▶ _TASK DETAILS_
The full set of entries should be repeated without a single change.

[Stored data entries]
————
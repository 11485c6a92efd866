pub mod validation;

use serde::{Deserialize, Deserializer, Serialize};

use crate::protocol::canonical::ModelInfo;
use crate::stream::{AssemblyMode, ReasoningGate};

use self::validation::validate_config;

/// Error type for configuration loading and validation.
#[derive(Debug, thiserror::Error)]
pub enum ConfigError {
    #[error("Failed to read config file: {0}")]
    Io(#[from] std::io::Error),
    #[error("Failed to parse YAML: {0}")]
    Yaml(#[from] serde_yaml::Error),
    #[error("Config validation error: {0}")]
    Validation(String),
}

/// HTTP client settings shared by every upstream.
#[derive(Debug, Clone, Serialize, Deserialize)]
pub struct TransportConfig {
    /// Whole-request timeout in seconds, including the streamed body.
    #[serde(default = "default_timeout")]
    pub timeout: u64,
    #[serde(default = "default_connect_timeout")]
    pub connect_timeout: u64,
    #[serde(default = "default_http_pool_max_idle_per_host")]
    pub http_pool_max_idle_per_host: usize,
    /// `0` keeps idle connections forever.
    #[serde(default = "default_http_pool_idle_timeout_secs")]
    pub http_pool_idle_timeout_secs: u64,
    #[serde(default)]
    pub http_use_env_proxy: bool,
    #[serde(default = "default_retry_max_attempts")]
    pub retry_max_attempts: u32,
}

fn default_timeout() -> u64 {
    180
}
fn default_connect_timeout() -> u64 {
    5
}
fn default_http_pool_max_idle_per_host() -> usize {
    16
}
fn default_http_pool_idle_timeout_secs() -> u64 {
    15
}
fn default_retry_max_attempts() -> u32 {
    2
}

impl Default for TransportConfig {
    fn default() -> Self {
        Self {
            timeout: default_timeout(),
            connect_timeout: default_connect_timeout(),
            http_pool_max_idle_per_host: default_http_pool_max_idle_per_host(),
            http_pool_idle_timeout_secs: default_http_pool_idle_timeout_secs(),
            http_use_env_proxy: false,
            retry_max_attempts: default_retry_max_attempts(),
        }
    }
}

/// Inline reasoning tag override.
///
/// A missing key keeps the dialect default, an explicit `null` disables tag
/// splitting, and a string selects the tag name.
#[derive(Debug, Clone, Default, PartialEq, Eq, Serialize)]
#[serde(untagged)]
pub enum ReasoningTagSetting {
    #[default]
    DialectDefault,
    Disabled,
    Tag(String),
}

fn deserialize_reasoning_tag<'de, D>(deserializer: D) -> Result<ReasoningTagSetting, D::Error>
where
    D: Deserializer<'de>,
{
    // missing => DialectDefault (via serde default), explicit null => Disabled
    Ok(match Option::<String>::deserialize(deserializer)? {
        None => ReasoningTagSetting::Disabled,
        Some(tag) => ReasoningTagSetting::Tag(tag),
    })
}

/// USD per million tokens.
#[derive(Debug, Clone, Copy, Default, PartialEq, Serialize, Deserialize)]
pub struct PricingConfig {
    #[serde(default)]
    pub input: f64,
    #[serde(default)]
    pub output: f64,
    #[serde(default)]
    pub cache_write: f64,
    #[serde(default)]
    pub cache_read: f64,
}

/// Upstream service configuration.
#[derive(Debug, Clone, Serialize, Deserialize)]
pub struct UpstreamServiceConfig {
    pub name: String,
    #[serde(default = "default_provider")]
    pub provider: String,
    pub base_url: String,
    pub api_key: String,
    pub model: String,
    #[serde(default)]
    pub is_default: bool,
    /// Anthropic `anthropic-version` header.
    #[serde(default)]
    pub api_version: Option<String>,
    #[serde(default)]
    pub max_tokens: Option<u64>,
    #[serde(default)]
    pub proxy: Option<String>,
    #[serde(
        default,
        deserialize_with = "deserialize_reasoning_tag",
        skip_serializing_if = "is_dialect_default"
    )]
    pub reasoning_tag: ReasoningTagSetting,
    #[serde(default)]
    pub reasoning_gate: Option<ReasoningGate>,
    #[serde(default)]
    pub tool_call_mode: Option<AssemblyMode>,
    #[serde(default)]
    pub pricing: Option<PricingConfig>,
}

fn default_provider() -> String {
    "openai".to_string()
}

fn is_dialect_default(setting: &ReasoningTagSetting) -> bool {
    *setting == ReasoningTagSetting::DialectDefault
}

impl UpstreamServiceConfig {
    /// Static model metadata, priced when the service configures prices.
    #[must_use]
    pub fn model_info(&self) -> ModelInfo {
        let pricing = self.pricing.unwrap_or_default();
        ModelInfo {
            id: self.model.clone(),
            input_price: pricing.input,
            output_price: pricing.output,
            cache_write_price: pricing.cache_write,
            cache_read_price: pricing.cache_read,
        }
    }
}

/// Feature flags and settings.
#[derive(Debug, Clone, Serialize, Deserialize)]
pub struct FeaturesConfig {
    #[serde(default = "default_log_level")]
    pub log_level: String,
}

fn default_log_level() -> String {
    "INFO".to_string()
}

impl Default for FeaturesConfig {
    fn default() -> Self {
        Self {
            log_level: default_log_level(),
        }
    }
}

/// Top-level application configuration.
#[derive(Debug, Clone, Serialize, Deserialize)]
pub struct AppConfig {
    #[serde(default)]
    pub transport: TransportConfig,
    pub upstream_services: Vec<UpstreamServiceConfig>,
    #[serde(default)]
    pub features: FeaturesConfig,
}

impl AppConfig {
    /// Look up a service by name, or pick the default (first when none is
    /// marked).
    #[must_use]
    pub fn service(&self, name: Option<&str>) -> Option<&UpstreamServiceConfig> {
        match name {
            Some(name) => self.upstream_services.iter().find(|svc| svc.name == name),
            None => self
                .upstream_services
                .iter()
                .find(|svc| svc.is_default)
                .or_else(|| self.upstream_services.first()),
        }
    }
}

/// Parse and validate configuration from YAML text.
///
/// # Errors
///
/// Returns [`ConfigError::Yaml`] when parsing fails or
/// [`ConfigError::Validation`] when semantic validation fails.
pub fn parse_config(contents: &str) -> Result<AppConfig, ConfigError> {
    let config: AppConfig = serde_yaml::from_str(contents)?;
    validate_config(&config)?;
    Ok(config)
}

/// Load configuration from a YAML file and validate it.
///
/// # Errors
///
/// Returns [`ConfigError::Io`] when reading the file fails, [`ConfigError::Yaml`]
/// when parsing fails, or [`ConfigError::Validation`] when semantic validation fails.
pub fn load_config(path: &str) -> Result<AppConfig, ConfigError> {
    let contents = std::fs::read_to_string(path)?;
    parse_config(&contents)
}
————
▶ _SOLUTION_
repository 11485c6a92efd866
pub mod validation;

use serde::{Deserialize, Deserializer, Serialize};

use crate::protocol::canonical::ModelInfo;
use crate::stream::{AssemblyMode, ReasoningGate};

use self::validation::validate_config;

/// Error type for configuration loading and validation.
#[derive(Debug, thiserror::Error)]
pub enum ConfigError {
    #[error("Failed to read config file: {0}")]
    Io(#[from] std::io::Error),
    #[error("Failed to parse YAML: {0}")]
    Yaml(#[from] serde_yaml::Error),
    #[error("Config validation error: {0}")]
    Validation(String),
}

/// HTTP client settings shared by every upstream.
#[derive(Debug, Clone, Serialize, Deserialize)]
pub struct TransportConfig {
    /// Whole-request timeout in seconds, including the streamed body.
    #[serde(default = "default_timeout")]
    pub timeout: u64,
    #[serde(default = "default_connect_timeout")]
    pub connect_timeout: u64,
    #[serde(default = "default_http_pool_max_idle_per_host")]
    pub http_pool_max_idle_per_host: usize,
    /// `0` keeps idle connections forever.
    #[serde(default = "default_http_pool_idle_timeout_secs")]
    pub http_pool_idle_timeout_secs: u64,
    #[serde(default)]
    pub http_use_env_proxy: bool,
    #[serde(default = "default_retry_max_attempts")]
    pub retry_max_attempts: u32,
}

fn default_timeout() -> u64 {
    180
}
fn default_connect_timeout() -> u64 {
    5
}
fn default_http_pool_max_idle_per_host() -> usize {
    16
}
fn default_http_pool_idle_timeout_secs() -> u64 {
    15
}
fn default_retry_max_attempts() -> u32 {
    2
}

impl Default for TransportConfig {
    fn default() -> Self {
        Self {
            timeout: default_timeout(),
            connect_timeout: default_connect_timeout(),
            http_pool_max_idle_per_host: default_http_pool_max_idle_per_host(),
            http_pool_idle_timeout_secs: default_http_pool_idle_timeout_secs(),
            http_use_env_proxy: false,
            retry_max_attempts: default_retry_max_attempts(),
        }
    }
}

/// Inline reasoning tag override.
///
/// A missing key keeps the dialect default, an explicit `null` disables tag
/// splitting, and a string selects the tag name.
#[derive(Debug, Clone, Default, PartialEq, Eq, Serialize)]
#[serde(untagged)]
pub enum ReasoningTagSetting {
    #[default]
    DialectDefault,
    Disabled,
    Tag(String),
}

fn deserialize_reasoning_tag<'de, D>(deserializer: D) -> Result<ReasoningTagSetting, D::Error>
where
    D: Deserializer<'de>,
{
    // missing => DialectDefault (via serde default), explicit null => Disabled
    Ok(match Option::<String>::deserialize(deserializer)? {
        None => ReasoningTagSetting::Disabled,
        Some(tag) => ReasoningTagSetting::Tag(tag),
    })
}

/// USD per million tokens.
#[derive(Debug, Clone, Copy, Default, PartialEq, Serialize, Deserialize)]
pub struct PricingConfig {
    #[serde(default)]
    pub input: f64,
    #[serde(default)]
    pub output: f64,
    #[serde(default)]
    pub cache_write: f64,
    #[serde(default)]
    pub cache_read: f64,
}

/// Upstream service configuration.
#[derive(Debug, Clone, Serialize, Deserialize)]
pub struct UpstreamServiceConfig {
    pub name: String,
    #[serde(default = "default_provider")]
    pub provider: String,
    pub base_url: String,
    pub api_key: String,
    pub model: String,
    #[serde(default)]
    pub is_default: bool,
    /// Anthropic `anthropic-version` header.
    #[serde(default)]
    pub api_version: Option<String>,
    #[serde(default)]
    pub max_tokens: Option<u64>,
    #[serde(default)]
    pub proxy: Option<String>,
    #[serde(
        default,
        deserialize_with = "deserialize_reasoning_tag",
        skip_serializing_if = "is_dialect_default"
    )]
    pub reasoning_tag: ReasoningTagSetting,
    #[serde(default)]
    pub reasoning_gate: Option<ReasoningGate>,
    #[serde(default)]
    pub tool_call_mode: Option<AssemblyMode>,
    #[serde(default)]
    pub pricing: Option<PricingConfig>,
}

fn default_provider() -> String {
    "openai".to_string()
}

fn is_dialect_default(setting: &ReasoningTagSetting) -> bool {
    *setting == ReasoningTagSetting::DialectDefault
}

impl UpstreamServiceConfig {
    /// Static model metadata, priced when the service configures prices.
    #[must_use]
    pub fn model_info(&self) -> ModelInfo {
        let pricing = self.pricing.unwrap_or_default();
        ModelInfo {
            id: self.model.clone(),
            input_price: pricing.input,
            output_price: pricing.output,
            cache_write_price: pricing.cache_write,
            cache_read_price: pricing.cache_read,
        }
    }
}

/// Feature flags and settings.
#[derive(Debug, Clone, Serialize, Deserialize)]
pub struct FeaturesConfig {
    #[serde(default = "default_log_level")]
    pub log_level: String,
}

fn default_log_level() -> String {
    "INFO".to_string()
}

impl Default for FeaturesConfig {
    fn default() -> Self {
        Self {
            log_level: default_log_level(),
        }
    }
}

/// Top-level application configuration.
#[derive(Debug, Clone, Serialize, Deserialize)]
pub struct AppConfig {
    #[serde(default)]
    pub transport: TransportConfig,
    pub upstream_services: Vec<UpstreamServiceConfig>,
    #[serde(default)]
    pub features: FeaturesConfig,
}

impl AppConfig {
    /// Look up a service by name, or pick the default (first when none is
    /// marked).
    #[must_use]
    pub fn service(&self, name: Option<&str>) -> Option<&UpstreamServiceConfig> {
        match name {
            Some(name) => self.upstream_services.iter().find(|svc| svc.name == name),
            None => self
                .upstream_services
                .iter()
                .find(|svc| svc.is_default)
                .or_else(|| self.upstream_services.first()),
        }
    }
}

/// Parse and validate configuration from YAML text.
///
/// # Errors
///
/// Returns [`ConfigError::Yaml`] when parsing fails or
/// [`ConfigError::Validation`] when semantic validation fails.
pub fn parse_config(contents: &str) -> Result<AppConfig, ConfigError> {
    let config: AppConfig = serde_yaml::from_str(contents)?;
    validate_config(&config)?;
    Ok(config)
}

/// Load configuration from a YAML file and validate it.
///
/// # Errors
///
/// Returns [`ConfigError::Io`] when reading the file fails, [`ConfigError::Yaml`]
/// when parsing fails, or [`ConfigError::Validation`] when semantic validation fails.
pub fn load_config(path: &str) -> Result<AppConfig, ConfigError> {
    let contents = std::fs::read_to_string(path)?;
    parse_config(&contents)
}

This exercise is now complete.